The Confederate Monument of Morganfield, Kentucky is a monument to Confederate soldiers from surrounding Union County, Kentucky, of which Morganfield is the county seat. It is in the easternmost corner of the Masonic Cemetery just outside downtown Morganfield. During the War "Union" County was mostly a Confederate-sympathizing county. The county produced 657 soldiers for the Confederacy, but only 187 for the Union, although 131 African-Americans joined the Union forces in 1864. In July 1862, Union forces at Caseyville, Kentucky threatened to arrest everyone in the town of treason, eventually freeing all but nineteen citizens.

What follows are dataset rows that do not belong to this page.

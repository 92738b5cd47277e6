use std::io::Read;
use std::time::Duration;

use serde::{Deserialize, Serialize};

use crate::{Error, Result};

/// Options that control how the alignment engine tracks a performer through a script.
///
/// This struct represents *library-level configuration*, not CLI flags or a settings store.
/// Hosts construct it (or load it from JSON) and hand it to the engine explicitly:
/// - at construction (`AlignmentEngine::new`, `SessionHandle::start`)
/// - via `AlignmentEngine::reconfigure` when the user changes a setting mid-session
///
/// Field names serialize in camelCase (`instantAcceptScore`, `confirmWindow`, ...). Missing
/// fields take their defaults.
#[derive(Debug, Clone, PartialEq, Serialize, Deserialize)]
#[serde(default, rename_all = "camelCase", deny_unknown_fields)]
pub struct Opts {
    /// Score at or above which a candidate commits on the same scoring pass.
    pub instant_accept_score: f32,

    /// How long (seconds) a mid-confidence candidate must hold before it commits.
    pub confirm_window: f64,

    /// Candidates scoring below this are discarded before they reach the state machine.
    pub min_score: f32,

    /// Minimum number of leading line words that must be heard in order.
    pub required_prefix_matches: usize,

    /// Size of the transcript look-behind window, in words.
    pub look_behind_words: usize,

    /// Number of lines past the current line that are eligible for matching.
    pub look_ahead_lines: usize,

    /// Target words per script chunk.
    pub chunk_word_target: usize,

    /// Time (seconds) for confidence to fall from 1.0 to 0.0 without a commit.
    pub confidence_decay: f64,

    /// Period (seconds) of the session's decay/expiry tick.
    pub tick_interval: f64,
}

impl Opts {
    pub const DEFAULT_INSTANT_ACCEPT_SCORE: f32 = 0.75;
    pub const DEFAULT_CONFIRM_WINDOW_SECS: f64 = 0.08;
    pub const DEFAULT_MIN_SCORE: f32 = 0.32;
    pub const DEFAULT_REQUIRED_PREFIX_MATCHES: usize = 2;
    pub const DEFAULT_LOOK_BEHIND_WORDS: usize = 18;
    pub const DEFAULT_LOOK_AHEAD_LINES: usize = 12;
    pub const DEFAULT_CHUNK_WORD_TARGET: usize = 8;
    pub const DEFAULT_CONFIDENCE_DECAY_SECS: f64 = 4.0;
    pub const DEFAULT_TICK_INTERVAL_SECS: f64 = 0.05;

    /// Parse and validate options from a JSON document.
    pub fn from_json_str(json: &str) -> Result<Self> {
        let opts: Opts = serde_json::from_str(json)?;
        opts.validate()?;
        Ok(opts)
    }

    /// Parse and validate options from a JSON reader (e.g. a config file).
    pub fn from_reader<R: Read>(r: R) -> Result<Self> {
        let opts: Opts = serde_json::from_reader(r)?;
        opts.validate()?;
        Ok(opts)
    }

    /// Check every option; the engine refuses to start with anything this rejects.
    pub fn validate(&self) -> Result<()> {
        check_unit_score("instantAcceptScore", self.instant_accept_score)?;
        check_unit_score("minScore", self.min_score)?;
        if self.min_score > self.instant_accept_score {
            return Err(Error::invalid_config(
                "minScore",
                format!(
                    "{} exceeds instantAcceptScore {}",
                    self.min_score, self.instant_accept_score
                ),
            ));
        }

        secs_to_duration("confirmWindow", self.confirm_window)?;
        check_positive_secs("confidenceDecay", self.confidence_decay)?;
        check_positive_secs("tickInterval", self.tick_interval)?;

        if self.required_prefix_matches == 0 {
            return Err(Error::invalid_config(
                "requiredPrefixMatches",
                "must be at least 1",
            ));
        }
        if self.look_behind_words < self.required_prefix_matches {
            return Err(Error::invalid_config(
                "lookBehindWords",
                format!(
                    "{} is smaller than requiredPrefixMatches {}",
                    self.look_behind_words, self.required_prefix_matches
                ),
            ));
        }
        if self.look_ahead_lines == 0 {
            return Err(Error::invalid_config("lookAheadLines", "must be at least 1"));
        }
        if self.chunk_word_target == 0 {
            return Err(Error::invalid_config("chunkWordTarget", "must be at least 1"));
        }

        Ok(())
    }

    /// `confirm_window` as a `Duration`. Only meaningful on validated options.
    pub fn confirm_window_duration(&self) -> Duration {
        secs_to_nanos(self.confirm_window).unwrap_or_default()
    }

    /// `confidence_decay` as a `Duration`. Only meaningful on validated options.
    pub fn confidence_decay_duration(&self) -> Duration {
        secs_to_nanos(self.confidence_decay).unwrap_or_default()
    }

    /// `tick_interval` as a `Duration`. Only meaningful on validated options.
    pub fn tick_interval_duration(&self) -> Duration {
        secs_to_nanos(self.tick_interval).unwrap_or_default()
    }
}

impl Default for Opts {
    fn default() -> Self {
        Self {
            instant_accept_score: Self::DEFAULT_INSTANT_ACCEPT_SCORE,
            confirm_window: Self::DEFAULT_CONFIRM_WINDOW_SECS,
            min_score: Self::DEFAULT_MIN_SCORE,
            required_prefix_matches: Self::DEFAULT_REQUIRED_PREFIX_MATCHES,
            look_behind_words: Self::DEFAULT_LOOK_BEHIND_WORDS,
            look_ahead_lines: Self::DEFAULT_LOOK_AHEAD_LINES,
            chunk_word_target: Self::DEFAULT_CHUNK_WORD_TARGET,
            confidence_decay: Self::DEFAULT_CONFIDENCE_DECAY_SECS,
            tick_interval: Self::DEFAULT_TICK_INTERVAL_SECS,
        }
    }
}

fn check_unit_score(field: &'static str, value: f32) -> Result<()> {
    if !value.is_finite() || !(0.0..=1.0).contains(&value) {
        return Err(Error::invalid_config(
            field,
            format!("{value} is outside [0, 1]"),
        ));
    }
    Ok(())
}

/// Convert seconds to a `Duration`, rounding to the nearest nanosecond so decimal settings like
/// `0.08` land on exact millisecond values.
fn secs_to_nanos(secs: f64) -> Option<Duration> {
    let nanos = (secs * 1e9).round();
    if !nanos.is_finite() || nanos < 0.0 || nanos > u64::MAX as f64 {
        return None;
    }
    Some(Duration::from_nanos(nanos as u64))
}

fn secs_to_duration(field: &'static str, secs: f64) -> Result<Duration> {
    secs_to_nanos(secs)
        .ok_or_else(|| Error::invalid_config(field, format!("{secs} is not a valid duration")))
}

fn check_positive_secs(field: &'static str, secs: f64) -> Result<()> {
    if secs_to_duration(field, secs)?.is_zero() {
        return Err(Error::invalid_config(field, "must be greater than zero"));
    }
    Ok(())
}
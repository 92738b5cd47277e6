use anyhow::{Context, Result};
use clap::Parser;

use std::fs::File;
use std::io::{self, BufReader, BufWriter, Write};
use std::path::PathBuf;
use std::time::Duration;

use prompter::logging;
use prompter::replay::{read_replay, replay};
use prompter::{AlignmentEngine, EngineEvent, Opts};

fn main() -> Result<()> {
    logging::init();
    let params = Params::parse();

    let opts = match &params.config_path {
        Some(path) => {
            let file = File::open(path)
                .with_context(|| format!("failed to open config {}", path.display()))?;
            Opts::from_reader(BufReader::new(file))
                .with_context(|| format!("invalid config {}", path.display()))?
        }
        None => Opts::default(),
    };

    let script = std::fs::read_to_string(&params.script_path)
        .with_context(|| format!("failed to read script {}", params.script_path.display()))?;

    let transcript = File::open(&params.transcript_path).with_context(|| {
        format!(
            "failed to open transcript {}",
            params.transcript_path.display()
        )
    })?;
    let entries = read_replay(BufReader::new(transcript))?;

    let mut engine = AlignmentEngine::new(opts, &script, Duration::ZERO)?;
    let events = replay(
        &mut engine,
        &entries,
        Duration::from_millis(params.drain_ms),
    );

    let stdout = io::stdout();
    let mut writer = BufWriter::new(stdout.lock());
    for event in &events {
        if params.scroll_only && matches!(event.event, EngineEvent::Confidence(_)) {
            continue;
        }
        serde_json::to_writer(&mut writer, event)?;
        writer.write_all(b"\n")?;
    }
    writer.flush()?;
    Ok(())
}

#[derive(Parser, Debug)]
#[command(name = "prompter-replay")]
#[command(about = "Replay a recorded recognizer session against a script")]
struct Params {
    /// Script text file; one source block per line.
    #[arg(short = 's', long = "script")]
    pub script_path: PathBuf,

    /// JSON-lines recognizer recording.
    #[arg(short = 't', long = "transcript")]
    pub transcript_path: PathBuf,

    /// JSON options file (camelCase keys, missing keys take defaults).
    #[arg(short = 'c', long = "config")]
    pub config_path: Option<PathBuf>,

    /// How long to keep the clock running after the last entry.
    #[arg(long = "drain-ms", default_value_t = 1000)]
    pub drain_ms: u64,

    /// Only print scroll and re-anchor events.
    #[arg(long = "scroll-only", default_value_t = false)]
    pub scroll_only: bool,
}
#[cfg(test)]
mod tests {
    use super::*;

    const SCRIPT: &str = "tell me about your day\nso anyway I went to the store\nand bought some milk";

    fn ms(v: u64) -> Duration {
        Duration::from_millis(v)
    }

    fn engine() -> AlignmentEngine {
        AlignmentEngine::new(Opts::default(), SCRIPT, Duration::ZERO).expect("valid engine")
    }

    /// Speak `text` one word at a time, `gap` apart, starting at `start`.
    fn speak(
        engine: &mut AlignmentEngine,
        text: &str,
        start: Duration,
        gap: Duration,
    ) -> Vec<Step> {
        let words: Vec<&str> = text.split_whitespace().collect();
        (1..=words.len())
            .map(|n| engine.on_transcript(&words[..n].join(" "), start + gap * n as u32))
            .collect()
    }

    #[test]
    fn rejects_invalid_configuration() {
        let opts = Opts {
            min_score: -1.0,
            ..Opts::default()
        };
        assert!(AlignmentEngine::new(opts, SCRIPT, Duration::ZERO).is_err());
    }

    #[test]
    fn exact_line_commits_instantly() {
        let mut e = engine();
        let step = e.on_transcript("so anyway i went to the store", ms(100));
        assert_eq!(step.scroll(), Some(ScrollTo { line_index: 1 }));
        assert_eq!(step.schedule, None);
        assert_eq!(e.position().current_line_index, 1);
    }

    #[test]
    fn word_by_word_reading_commits_once() {
        let mut e = engine();
        let steps = speak(&mut e, "so anyway i went to the store", ms(0), ms(100));
        let scrolls: Vec<ScrollTo> = steps.iter().filter_map(Step::scroll).collect();
        assert_eq!(scrolls, vec![ScrollTo { line_index: 1 }]);
        assert_eq!(e.position().current_line_index, 1);
    }

    #[test]
    fn reading_through_consecutive_lines_commits_each_once() {
        let mut e = engine();
        let steps = speak(
            &mut e,
            "so anyway i went to the store and bought some milk",
            ms(0),
            ms(20),
        );
        let scrolls: Vec<ScrollTo> = steps.iter().filter_map(Step::scroll).collect();
        assert_eq!(
            scrolls,
            vec![ScrollTo { line_index: 1 }, ScrollTo { line_index: 2 }]
        );
    }

    #[test]
    fn every_step_reports_confidence() {
        let mut e = engine();
        let step = e.on_transcript("uh", ms(10));
        assert!(matches!(
            step.events.last(),
            Some(EngineEvent::Confidence(_))
        ));
        assert!(e.tick(ms(20)).confidence().is_some());
    }

    #[test]
    fn mid_score_schedules_a_deadline_then_commits() {
        let mut e = engine();
        let step = e.on_transcript("so anyway i", ms(100));
        let deadline = step.schedule.expect("pending confirmation");
        assert_eq!(deadline.at, ms(180));
        assert_eq!(step.scroll(), None);

        let step = e.on_deadline(deadline, ms(180));
        assert_eq!(step.scroll(), Some(ScrollTo { line_index: 1 }));
    }

    #[test]
    fn tick_expires_a_due_confirmation() {
        let mut e = engine();
        e.on_transcript("so anyway i", ms(100));
        assert_eq!(e.tick(ms(150)).scroll(), None);
        assert_eq!(e.tick(ms(200)).scroll(), Some(ScrollTo { line_index: 1 }));
    }

    #[test]
    fn out_of_order_updates_are_ignored() {
        let mut e = engine();
        e.on_transcript("so anyway", ms(200));
        let step = e.on_transcript("so anyway i went to the store", ms(100));
        assert_eq!(step.scroll(), None);
        assert_eq!(e.position().current_line_index, 0);
    }

    #[test]
    fn repeating_the_committed_line_does_not_recommit() {
        let mut e = engine();
        speak(&mut e, "so anyway i went to the store", ms(0), ms(100));
        e.reset_utterance();
        let steps = speak(&mut e, "so anyway i went to the store", ms(1000), ms(100));
        assert!(steps.iter().all(|s| s.scroll().is_none()));
        assert_eq!(e.position().current_line_index, 1);
    }

    #[test]
    fn stale_deadline_after_a_different_commit_is_dropped() {
        let mut e = engine();
        let deadline = e
            .on_transcript("tell me about", ms(100))
            .schedule
            .expect("pending on line 0");

        // Line 1 is read fully before the deadline fires and wins instantly.
        let step = e.on_transcript(
            "tell me about so anyway i went to the store",
            ms(150),
        );
        assert_eq!(step.scroll(), Some(ScrollTo { line_index: 1 }));

        let late = e.on_deadline(deadline, ms(180));
        assert_eq!(late.scroll(), None);
        assert_eq!(e.position().current_line_index, 1);
    }

    #[test]
    fn reload_reanchors_on_matching_content() {
        let mut e = engine();
        speak(&mut e, "so anyway i went to the store", ms(0), ms(100));

        let step = e.load_script(
            "a brand new opening line\ntell me about your day\nso anyway I went to the store\nand bought some milk",
            ms(1000),
        );
        assert_eq!(
            step.events.first(),
            Some(&EngineEvent::Reanchored(ScrollTo { line_index: 2 }))
        );
        assert_eq!(e.position().current_line_index, 2);
        assert_eq!(e.lines().len(), 4);

        let steps = speak(&mut e, "and bought some milk", ms(1100), ms(100));
        let scrolls: Vec<ScrollTo> = steps.iter().filter_map(Step::scroll).collect();
        assert_eq!(scrolls, vec![ScrollTo { line_index: 3 }]);
    }

    #[test]
    fn words_heard_before_a_reload_do_not_match_the_new_script() {
        let mut e = engine();
        e.on_transcript("so anyway i", ms(100));
        e.load_script("so anyway I went to the store\nand bought some milk", ms(150));
        assert_eq!(*e.confirm_state(), ConfirmState::Idle);

        // Only "went" is new; "so anyway i" was heard against the old script.
        let step = e.on_transcript("so anyway i went", ms(600));
        assert_eq!(step.schedule, None);
        assert_eq!(step.scroll(), None);
        assert_eq!(e.tick(ms(2000)).scroll(), None);
        assert_eq!(e.position().current_line_index, 0);
    }

    #[test]
    fn a_repeated_line_commits_on_its_own_reading() {
        let mut e = AlignmentEngine::new(
            Opts::default(),
            "we will rock you\nwe will rock you\nand then we go home",
            Duration::ZERO,
        )
        .expect("valid engine");

        let mut committed = Vec::new();
        let words: Vec<&str> = "we will rock you we will rock you and then"
            .split_whitespace()
            .collect();
        for n in 1..=words.len() {
            let at = ms(200 * n as u64);
            let step = e.on_transcript(&words[..n].join(" "), at);
            committed.extend(step.scroll().map(|s| s.line_index));
            if let Some(deadline) = step.schedule {
                let fired = e.on_deadline(deadline, deadline.at);
                committed.extend(fired.scroll().map(|s| s.line_index));
            }
        }
        assert_eq!(committed, vec![0, 1, 2]);
    }

    #[test]
    fn reload_without_matching_content_returns_to_the_top() {
        let mut e = engine();
        speak(&mut e, "so anyway i went to the store", ms(0), ms(100));
        let step = e.load_script("completely different\nscript content here", ms(1000));
        assert_eq!(
            step.events.first(),
            Some(&EngineEvent::Reanchored(ScrollTo { line_index: 0 }))
        );
        assert_eq!(e.position().current_line_index, 0);
    }

    #[test]
    fn reconfigure_rejects_invalid_options_and_keeps_old_ones() {
        let mut e = engine();
        let bad = Opts {
            look_ahead_lines: 0,
            ..Opts::default()
        };
        assert!(e.reconfigure(bad, ms(10)).is_err());
        assert_eq!(e.opts(), &Opts::default());
    }

    #[test]
    fn reconfigure_with_new_chunk_target_resegments() -> anyhow::Result<()> {
        let mut e = engine();
        let opts = Opts {
            chunk_word_target: 4,
            ..Opts::default()
        };
        let step = e.reconfigure(opts, ms(10))?;
        assert!(matches!(
            step.events.first(),
            Some(EngineEvent::Reanchored(_))
        ));
        // "tell me about your day" (5) and "so anyway i went to the store" (7) split in two.
        assert_eq!(e.lines().len(), 5);
        Ok(())
    }

    #[test]
    fn block_sessions_keep_source_ids() -> anyhow::Result<()> {
        let e = AlignmentEngine::with_blocks(
            Opts::default(),
            [(SourceBlockId(7), "first card"), (SourceBlockId(9), "second card")],
            Duration::ZERO,
        )?;
        let blocks: Vec<SourceBlockId> = e.lines().iter().map(|l| l.source_block).collect();
        assert_eq!(blocks, vec![SourceBlockId(7), SourceBlockId(9)]);
        Ok(())
    }

    #[test]
    fn events_serialize_with_a_type_tag() -> anyhow::Result<()> {
        let json = serde_json::to_string(&EngineEvent::ScrollTo(ScrollTo { line_index: 3 }))?;
        assert_eq!(json, r#"{"type":"scrollTo","lineIndex":3}"#);
        Ok(())
    }
}
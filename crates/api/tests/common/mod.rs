//! Shared helpers for HTTP-level integration tests.
//!
//! Uses Axum's `tower::ServiceExt` to send requests directly to the router
//! without an actual TCP listener. The store is seeded from the embedded
//! fixtures with zero artificial latency.

use std::sync::Arc;
use std::time::Duration;

use axum::body::Body;
use axum::http::header::{AUTHORIZATION, CONTENT_TYPE};
use axum::http::{HeaderName, Method, Request, Response, StatusCode};
use axum::Router;
use tower::ServiceExt;
use tower_http::catch_panic::CatchPanicLayer;
use tower_http::cors::CorsLayer;
use tower_http::request_id::{MakeRequestUuid, PropagateRequestIdLayer, SetRequestIdLayer};
use tower_http::timeout::TimeoutLayer;
use tower_http::trace::{DefaultMakeSpan, DefaultOnResponse, TraceLayer};
use tracing::Level;

use melboard_api::config::ServerConfig;
use melboard_api::routes;
use melboard_api::state::AppState;
use melboard_events::EventBus;
use melboard_store::{LatencyProfile, Store};

/// Build a test `ServerConfig` with safe defaults and no artificial latency.
pub fn test_config() -> ServerConfig {
    ServerConfig {
        host: "127.0.0.1".to_string(),
        port: 0,
        cors_origins: vec!["http://localhost:5173".to_string()],
        request_timeout_secs: 30,
        store_latency_ms: 0,
        store_jitter_ms: 0,
        notification_retention_days: 30,
    }
}

/// Build the full application router with all middleware layers over the
/// given store.
///
/// This mirrors the router construction in `main.rs` so integration tests
/// exercise the same middleware stack (CORS, request ID, timeout, tracing,
/// panic recovery) that production uses.
pub fn build_test_app(store: Arc<Store>) -> Router {
    let config = test_config();

    let state = AppState {
        store,
        config: Arc::new(config),
        event_bus: Arc::new(EventBus::default()),
    };

    let cors = CorsLayer::new()
        .allow_origin(["http://localhost:5173".parse().unwrap()])
        .allow_methods([
            Method::GET,
            Method::POST,
            Method::PUT,
            Method::DELETE,
            Method::PATCH,
        ])
        .allow_headers([
            CONTENT_TYPE,
            AUTHORIZATION,
            HeaderName::from_static("x-user-id"),
        ])
        .allow_credentials(true);

    let request_id_header = HeaderName::from_static("x-request-id");

    Router::new()
        .merge(routes::health::router())
        .nest("/api/v1", routes::api_routes())
        .layer(CatchPanicLayer::new())
        .layer(TimeoutLayer::with_status_code(
            StatusCode::REQUEST_TIMEOUT,
            Duration::from_secs(30),
        ))
        .layer(PropagateRequestIdLayer::new(request_id_header.clone()))
        .layer(
            TraceLayer::new_for_http()
                .make_span_with(DefaultMakeSpan::new().level(Level::INFO))
                .on_response(DefaultOnResponse::new().level(Level::INFO)),
        )
        .layer(SetRequestIdLayer::new(request_id_header, MakeRequestUuid))
        .layer(cors)
        .with_state(state)
}

/// A router over a freshly seeded store, plus the store itself.
pub fn seeded_app() -> (Router, Arc<Store>) {
    let store = Arc::new(Store::seeded(LatencyProfile::NONE).expect("fixtures must parse"));
    (build_test_app(Arc::clone(&store)), store)
}

/// Fixture users, by role.
pub mod users {
    pub const SUPER_ADMIN: i64 = 1;
    pub const KENYA_MANAGER: i64 = 2;
    pub const UGANDA_MANAGER: i64 = 3;
    pub const KENYA_OFFICER: i64 = 4;
    pub const TANZANIA_OFFICER: i64 = 5;
    pub const EXECUTIVE: i64 = 6;
    pub const INACTIVE_EXTERNAL: i64 = 7;
}

async fn send(
    app: Router,
    method: Method,
    uri: &str,
    user_id: Option<i64>,
    body: Option<serde_json::Value>,
) -> Response<Body> {
    let mut builder = Request::builder().method(method).uri(uri);
    if let Some(user_id) = user_id {
        builder = builder.header("x-user-id", user_id.to_string());
    }
    let request = match body {
        Some(json) => builder
            .header(CONTENT_TYPE, "application/json")
            .body(Body::from(json.to_string()))
            .unwrap(),
        None => builder.body(Body::empty()).unwrap(),
    };
    app.oneshot(request).await.unwrap()
}

pub async fn get(app: Router, uri: &str, user_id: i64) -> Response<Body> {
    send(app, Method::GET, uri, Some(user_id), None).await
}

pub async fn get_anonymous(app: Router, uri: &str) -> Response<Body> {
    send(app, Method::GET, uri, None, None).await
}

pub async fn post_json(
    app: Router,
    uri: &str,
    user_id: i64,
    body: serde_json::Value,
) -> Response<Body> {
    send(app, Method::POST, uri, Some(user_id), Some(body)).await
}

pub async fn put_json(
    app: Router,
    uri: &str,
    user_id: i64,
    body: serde_json::Value,
) -> Response<Body> {
    send(app, Method::PUT, uri, Some(user_id), Some(body)).await
}

pub async fn delete(app: Router, uri: &str, user_id: i64) -> Response<Body> {
    send(app, Method::DELETE, uri, Some(user_id), None).await
}

/// Read a response body as JSON.
pub async fn body_json(response: Response<Body>) -> serde_json::Value {
    use http_body_util::BodyExt;
    let bytes = response.into_body().collect().await.unwrap().to_bytes();
    serde_json::from_slice(&bytes).unwrap()
}
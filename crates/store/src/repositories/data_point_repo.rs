//! Repository for data points and their approval workflow.
//!
//! Workflow mutations are optimistic: each call takes the data point write
//! lock, validates the transition, mutates in place, and appends an audit
//! entry. There is no rollback; callers recover by re-fetching.

use std::collections::HashMap;

use chrono::Utc;
use melboard_core::audit::{self, action_types, ChainVerification};
use melboard_core::error::CoreError;
use melboard_core::period::validate_period;
use melboard_core::quality::{quality_score, QualityInputs};
use melboard_core::queue::QueueItem;
use melboard_core::types::DbId;
use melboard_core::workflow::{self, DataPointStatus};

use crate::models::{
    AuditEntry, CreateDataPoint, DataPoint, DataPointQuery, DataPointView, UpdateDataPoint,
};
use crate::repositories::validate_dto;
use crate::store::{next_id, Store};

/// CRUD and workflow operations for data points.
pub struct DataPointRepo;

// ---------------------------------------------------------------------------
// Reference data snapshot for enrichment
// ---------------------------------------------------------------------------

/// Name lookups cloned out of the reference collections.
///
/// Taken one lock at a time before the data point lock, so no two locks are
/// ever held together.
struct RefData {
    /// project id -> (project name, country id)
    projects: HashMap<DbId, (String, DbId)>,
    indicators: HashMap<DbId, String>,
    countries: HashMap<DbId, String>,
    users: HashMap<DbId, String>,
}

impl RefData {
    async fn snapshot(store: &Store) -> Self {
        let projects = store
            .projects
            .read()
            .await
            .iter()
            .map(|p| (p.id, (p.name.clone(), p.country_id)))
            .collect();
        let indicators = store
            .indicators
            .read()
            .await
            .iter()
            .map(|i| (i.id, i.name.clone()))
            .collect();
        let countries = store
            .countries
            .read()
            .await
            .iter()
            .map(|c| (c.id, c.name.clone()))
            .collect();
        let users = store
            .users
            .read()
            .await
            .iter()
            .map(|u| (u.id, u.name.clone()))
            .collect();
        Self {
            projects,
            indicators,
            countries,
            users,
        }
    }

    fn country_of(&self, project_id: DbId) -> Option<DbId> {
        self.projects.get(&project_id).map(|(_, country)| *country)
    }

    fn enrich(&self, dp: DataPoint) -> DataPointView {
        let unknown = || "Unknown".to_string();
        let (project_name, country_id) = self
            .projects
            .get(&dp.project_id)
            .cloned()
            .unwrap_or_else(|| (unknown(), 0));
        DataPointView {
            project_name,
            indicator_name: self
                .indicators
                .get(&dp.indicator_id)
                .cloned()
                .unwrap_or_else(unknown),
            country_id,
            country_name: self.countries.get(&country_id).cloned().unwrap_or_else(unknown),
            submitter_name: self
                .users
                .get(&dp.submitted_by)
                .cloned()
                .unwrap_or_else(unknown),
            data_point: dp,
        }
    }
}
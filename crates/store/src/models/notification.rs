//! Notification entity model and DTOs.

use melboard_core::types::{DbId, Timestamp};
use melboard_core::workflow::Priority;
use serde::{Deserialize, Serialize};

/// An informational record for one user, tied to a platform entity.
#[derive(Debug, Clone, Serialize, Deserialize)]
pub struct Notification {
    pub id: DbId,
    pub user_id: DbId,
    pub title: String,
    pub message: String,
    pub entity_type: String,
    pub entity_id: DbId,
    #[serde(default)]
    pub priority: Priority,
    pub is_read: bool,
    pub read_at: Option<Timestamp>,
    pub created_at: Timestamp,
}

/// DTO for creating a notification.
#[derive(Debug, Clone, Deserialize)]
pub struct CreateNotification {
    pub user_id: DbId,
    pub title: String,
    pub message: String,
    pub entity_type: String,
    pub entity_id: DbId,
    #[serde(default)]
    pub priority: Priority,
}
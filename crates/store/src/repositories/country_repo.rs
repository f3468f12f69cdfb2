//! Repository for countries.

use melboard_core::error::CoreError;
use melboard_core::types::DbId;

use crate::models::{Country, CreateCountry, UpdateCountry};
use crate::repositories::validate_dto;
use crate::store::{next_id, Store};

/// CRUD operations for country reference data.
pub struct CountryRepo;

impl CountryRepo {
    /// List all countries.
    pub async fn list(store: &Store) -> Vec<Country> {
        store.simulate_latency().await;
        store.countries.read().await.clone()
    }

    pub async fn find_by_id(store: &Store, id: DbId) -> Result<Country, CoreError> {
        store.simulate_latency().await;
        store
            .countries
            .read()
            .await
            .iter()
            .find(|c| c.id == id)
            .cloned()
            .ok_or(CoreError::NotFound { entity: "Country", id })
    }

    /// Create a country. Codes are normalized to uppercase and must be unique.
    pub async fn create(store: &Store, input: CreateCountry) -> Result<Country, CoreError> {
        store.simulate_latency().await;
        validate_dto(&input)?;

        let mut countries = store.countries.write().await;
        if countries
            .iter()
            .any(|c| c.code.eq_ignore_ascii_case(&input.code))
        {
            return Err(CoreError::Conflict(format!(
                "Country code '{}' already exists",
                input.code
            )));
        }

        let country = Country {
            id: next_id(countries.iter().map(|c| c.id)),
            name: input.name,
            code: input.code.to_uppercase(),
            status: input.status,
            population: input.population,
            total_participants: input.total_participants,
            female_participants: input.female_participants,
        };
        countries.push(country.clone());
        Ok(country)
    }

    pub async fn update(
        store: &Store,
        id: DbId,
        input: UpdateCountry,
    ) -> Result<Country, CoreError> {
        store.simulate_latency().await;
        validate_dto(&input)?;

        let mut countries = store.countries.write().await;
        let country = countries
            .iter_mut()
            .find(|c| c.id == id)
            .ok_or(CoreError::NotFound { entity: "Country", id })?;

        if let Some(name) = input.name {
            country.name = name;
        }
        if let Some(code) = input.code {
            country.code = code.to_uppercase();
        }
        if let Some(status) = input.status {
            country.status = status;
        }
        if let Some(population) = input.population {
            country.population = population;
        }
        if let Some(total) = input.total_participants {
            country.total_participants = total;
        }
        if let Some(female) = input.female_participants {
            country.female_participants = female;
        }

        Ok(country.clone())
    }

    /// Delete a country. Refused while projects still reference it.
    pub async fn delete(store: &Store, id: DbId) -> Result<(), CoreError> {
        store.simulate_latency().await;

        let referenced = store
            .projects
            .read()
            .await
            .iter()
            .any(|p| p.country_id == id);
        if referenced {
            return Err(CoreError::Conflict(format!(
                "Country {id} still has projects"
            )));
        }

        let mut countries = store.countries.write().await;
        let before = countries.len();
        countries.retain(|c| c.id != id);
        if countries.len() == before {
            return Err(CoreError::NotFound { entity: "Country", id });
        }
        Ok(())
    }
}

A skirmish in Morganfield on September 1, 1862, resulted in a Confederate victory.

The monument consists of a limestone base supporting a white marble obelisk. Inscribed on the monument were the names of sixty-four soldiers who had died in battle, and stated that "Union County mourns the loss of:". Due to its age, much of its text is now illegible.

Nathan Bedford Forrest led the first troops to enter the county during the War on a scouting expedition in November 1861. In 1864 there was much guerrilla activity in the area.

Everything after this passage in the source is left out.